Дронго и Хитченс продолжали ждать режиссера в коридоре. Казалось, что у журналистов никогда не закончатся вопросы. Даже здесь были слышны их возбужденные голоса.

– Вы считаете, что это покушение было организовано иранской стороной? – крикнул один из них.

– Я считаю, что Иран не может быть причастен к подобному террористическому акту, – ответил Мовсани. – За этим преступлением стоят интересы других стран, я в этом убежден.

– Мы пока ничего не знаем, господа журналисты, – нервно заметил начальник управления кинофикации, – поэтому не будем заранее ничего говорить. Только отметим мужество нашего гостя, который, несмотря на ранение своего переводчика, не отменил свой визит к нашему уважаемому министру культуры, так много сделавшему для развития кино в нашей стране. Благодаря нашему министерству... – он минут десять рассказывал о достижениях министерства, давая возможность министру ответить на телефонный звонок.

– Кто заинтересован в вашей смерти? – перебил его другой корреспондент, обращаясь к Мовсани.

– Я правоверный мусульманин, – ответил Мовсани, – и полагаю, что очень многих врагов подлинного ислама беспокоит моя известность и мои фильмы, которые являются ответом на вызовы сегодняшнего мира. Сионисты и их пособники готовы сделать все, чтобы сорвать наш кинофестиваль и уничтожить меня. Но им не удастся этого сделать.

– Вы знаете, что на кинофестиваль приехала израильская делегация? – крикнула другая журналистка.

– Мне об этом известно. Но я ничего не боюсь. У меня хорошая охрана, включающая местные спецслужбы и представителей английской контрразведки.

– Безопасность нашего гостя обеспечивают сотрудники наших правоохранительных органов, среди которых есть лучшие в мире специалисты, – вставил начальник управления кинофикации. – Только в силу служебной необходимости я не имею права их называть. Но одного из них вы все знаете. Это господин Дронго, самый известный специалист по подобным происшествиям. Именно он и английский специалист спасли нашего друга от недавнего покушения.

– Это вы пригласили Дронго?

Услышав это имя, министр отвернулся. «Это уже настоящий цирк», – с нарастающим раздражением подумал он. Не нужно было говорить про этого Дронго. Когда-то в Чехии, где он отдыхал в Карловых Варах со своей супругой, их тоже спрашивали про Дронго. Они тогда просто посмеялись.

– А вам известно, что приехала и большая иранская делегация? – спросил журналист правительственной газеты.

– Да, – кивнул Мовсани, и тут опять вмешался начальник управления кинофикации.

– Нам дали список гостей, – подтвердил он, – и я надеюсь, что иранские кинематографисты поднимутся выше сиюминутных раздоров и сплетен.

Он хотел еще что-то сказать, но журналистов больше интересовал сам Мовсани.

– Как вам понравился Баку? – спросила его молодая журналистка.

– Я еще не видел Баку. Прилетел только ночью.

– Вы не боитесь новых покушений?

– Меня защищает моя вера. Я ничего не боюсь.

– Но в Иране вы объявлены безбожником.

– Это ложь. Фетва была объявлена одним из улемов, который не имел права на такое постановление.
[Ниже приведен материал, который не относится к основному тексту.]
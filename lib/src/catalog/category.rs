use serde::{Deserialize, Serialize};

/// A registry-defined grouping of libraries.
#[derive(Debug, Clone, PartialEq, Eq, Deserialize, Serialize)]
pub struct Category {
    /// The key libraries list in their `category` field.
    pub key: String,
    /// The display title.
    pub title: String,
}

/// The fixed, ordered set of categories pages are grouped by.
///
/// Order is significant: categorized page sections are emitted in registry
/// order.
#[derive(Debug, Clone, PartialEq, Eq, Deserialize, Serialize)]
#[derive(derive_more::Deref)]
#[serde(transparent)]
pub struct CategoryRegistry(Vec<Category>);

/// One registry category and the keys of its member libraries, sorted
/// case-insensitively by library name.
#[derive(Debug, Clone, PartialEq, Eq, Serialize)]
pub struct CategoryEntry {
    pub key: String,
    pub title: String,
    pub library_keys: Vec<String>,
}

impl CategoryRegistry {
    pub fn new<I, K, T>(categories: I) -> Self
        where I: IntoIterator<Item = (K, T)>, K: Into<String>, T: Into<String>
    {
        CategoryRegistry(categories.into_iter()
            .map(|(key, title)| Category { key: key.into(), title: title.into() })
            .collect())
    }

    pub fn get(&self, key: &str) -> Option<&Category> {
        self.0.iter().find(|c| c.key == key)
    }

    pub fn contains(&self, key: &str) -> bool {
        self.get(key).is_some()
    }
}

impl Default for CategoryRegistry {
    fn default() -> Self {
        CategoryRegistry::new([
            ("Algorithms", "Algorithms"),
            ("Concurrent", "Concurrent Programming"),
            ("Containers", "Containers"),
            ("Correctness", "Correctness and testing"),
            ("Data", "Data structures"),
            ("Domain", "Domain Specific"),
            ("Emulation", "Language Features Emulation"),
            ("Function-objects", "Function objects and higher-order programming"),
            ("Generic", "Generic Programming"),
            ("Image-processing", "Image processing"),
            ("IO", "Input/Output"),
            ("Inter-language", "Inter-language support"),
            ("Iterators", "Iterators"),
            ("Math", "Math and numerics"),
            ("Memory", "Memory"),
            ("Metaprogramming", "Template Metaprogramming"),
            ("Miscellaneous", "Miscellaneous"),
            ("Parsing", "Parsing"),
            ("Patterns", "Patterns and Idioms"),
            ("Preprocessor", "Preprocessor Metaprogramming"),
            ("Programming", "Programming Interfaces"),
            ("State", "State Machines"),
            ("String", "String and text processing"),
            ("System", "System"),
            ("Workarounds", "Broken compiler workarounds"),
        ])
    }
}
Потом советом улемов она была отменена.

– Мы имеем дело с известным режиссером, – снова не выдержал начальник управления кинофикации, – поэтому подобные бестактные вопросы явно не имеют отношения к успехам нашего кино, которые так очевидны и...
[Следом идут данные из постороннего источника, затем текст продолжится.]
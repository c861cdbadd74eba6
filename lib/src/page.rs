//! Post-render corrections and output of rendered pages.

use std::io;
use std::path::PathBuf;

use serde::{Deserialize, Serialize};

use crate::data::Sink;
use crate::error::Result;

/// A literal find-and-replace correction applied to rendered output.
#[derive(Debug, Clone, PartialEq, Eq, Deserialize, Serialize)]
pub struct Fixup {
    pub find: String,
    pub replace: String,
}

impl Fixup {
    pub fn new(find: &str, replace: &str) -> Self {
        Fixup { find: find.into(), replace: replace.into() }
    }
}

/// Drops attribution fragments that upstream descriptions carry into the
/// rendered author column.
pub fn default_fixups() -> Vec<Fixup> {
    vec![
        Fixup::new(
            "Help for non-conforming standard libraries, from Ralf Grosse-Kunstleve and Jens Maurer",
            "Help for non-conforming standard libraries",
        ),
        Fixup::new(
            "Portable networking and other low-level I/O, including sockets, timers, hostname \
             resolution, socket iostreams, serial ports, file descriptors and Windows HANDLEs, \
             from Chris Kohlhoff",
            "Portable networking and other low-level I/O, including sockets, timers, hostname \
             resolution, socket iostreams, serial ports, file descriptors and Windows HANDLEs",
        ),
    ]
}

/// Applies every fixup, in order, to every occurrence in `content`.
pub fn apply_fixups(content: &str, fixups: &[Fixup]) -> String {
    fixups.iter()
        .filter(|fixup| !fixup.find.is_empty())
        .fold(content.to_string(), |content, fixup| content.replace(&fixup.find, &fixup.replace))
}

/// A fully rendered page.
#[derive(Debug, Clone, PartialEq, Eq)]
pub struct Page {
    /// The template's path relative to the release root, as configured.
    pub name: String,
    /// Where the template was read from.
    pub path: PathBuf,
    pub content: String,
}

/// Where rendered pages go.
#[derive(Debug, Default, Clone, Copy, PartialEq, Eq)]
pub enum Output {
    /// Overwrite each template with its rendered page.
    #[default]
    InPlace,
    /// Print every page to standard output.
    Stdout,
}

impl Output {
    pub fn write(self, pages: &[Page]) -> Result<()> {
        for page in pages {
            match self {
                Output::InPlace => page.path.write(&page.content)?,
                Output::Stdout => io::stdout().write(&page.content)?,
            }

            tracing::info!(page = %page.name, bytes = page.content.len(), output = ?self, "wrote page");
        }

        Ok(())
    }
}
Он снова говорил несколько минут. Пока его не перебил крик другого корреспондента:

– А деньги? За голову Мовсани предложили два миллиона долларов.
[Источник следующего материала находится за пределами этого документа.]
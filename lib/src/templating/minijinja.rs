use minijinja::{AutoEscape, Environment, Output, State, Value};

use crate::error::{Chainable, Result};
use crate::templating::{Context, Engine};

/// Renders pages with `minijinja`.
///
/// Every template is HTML auto-escaped, whatever its name, and keeps its
/// trailing newline. Escaping leaves `/` alone, so rendered links and
/// post-render fixups see the same text the metadata holds.
#[derive(Debug)]
pub struct MiniJinjaEngine {
    env: Environment<'static>,
}

impl MiniJinjaEngine {
    pub fn new() -> Self {
        let mut env = Environment::new();
        env.set_auto_escape_callback(|_| AutoEscape::Html);
        env.set_keep_trailing_newline(true);
        env.set_formatter(html_formatter);
        MiniJinjaEngine { env }
    }
}

fn html_formatter(out: &mut Output<'_>, state: &State<'_, '_>, value: &Value) -> Result<(), minijinja::Error> {
    match value.as_str() {
        Some(text) if !value.is_safe() && matches!(state.auto_escape(), AutoEscape::Html) => {
            let escaped = Value::from_safe_string(escape_html(text));
            minijinja::escape_formatter(out, state, &escaped)
        }
        _ => minijinja::escape_formatter(out, state, value),
    }
}

fn escape_html(text: &str) -> String {
    let mut escaped = String::with_capacity(text.len());
    for c in text.chars() {
        match c {
            '&' => escaped.push_str("&amp;"),
            '<' => escaped.push_str("&lt;"),
            '>' => escaped.push_str("&gt;"),
            '"' => escaped.push_str("&quot;"),
            '\'' => escaped.push_str("&#x27;"),
            c => escaped.push(c),
        }
    }

    escaped
}

impl Default for MiniJinjaEngine {
    fn default() -> Self {
        MiniJinjaEngine::new()
    }
}

impl Engine for MiniJinjaEngine {
    fn render(&self, name: &str, template: &str, context: &Context<'_>) -> Result<String> {
        self.env.render_named_str(name, template, context).chain_with(|| error! {
            "failed to render page",
            "page" => name,
        })
    }
}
– Это тоже ложь. Ее придумали после того, как за голову Салмана Рушди была назначена награда. Но я не Рушди, и я никогда не оскорблял ни Аллаха, ни его Пророка, – возмутился Мовсани.

Начальник управления хотел что-то добавить, но его перебили.

– Вы верующий человек? – спросили у Мовсани.

– Глупый вопрос. Я мусульманин.

– В Англии в основном живут сунниты? Вы молитесь в суннитской мечети?

– Нет. Я езжу в шиитскую мечеть.

Министр культуры с трудом сдерживал нетерпение. Вопросы становились все более и более провокационными. Нужно заканчивать эту импровизацию. Вполне достаточно того, что уже было сказано. Он сделал знак начальнику управления. Нужно закругляться.

– Спасибо за ваши вопросы, – сразу сказал тот. – Давайте на этом закончим. Не забывайте, что у господина Мовсани еще очень напряженная программа. И мы отвлекаем господина министра от его важных дел.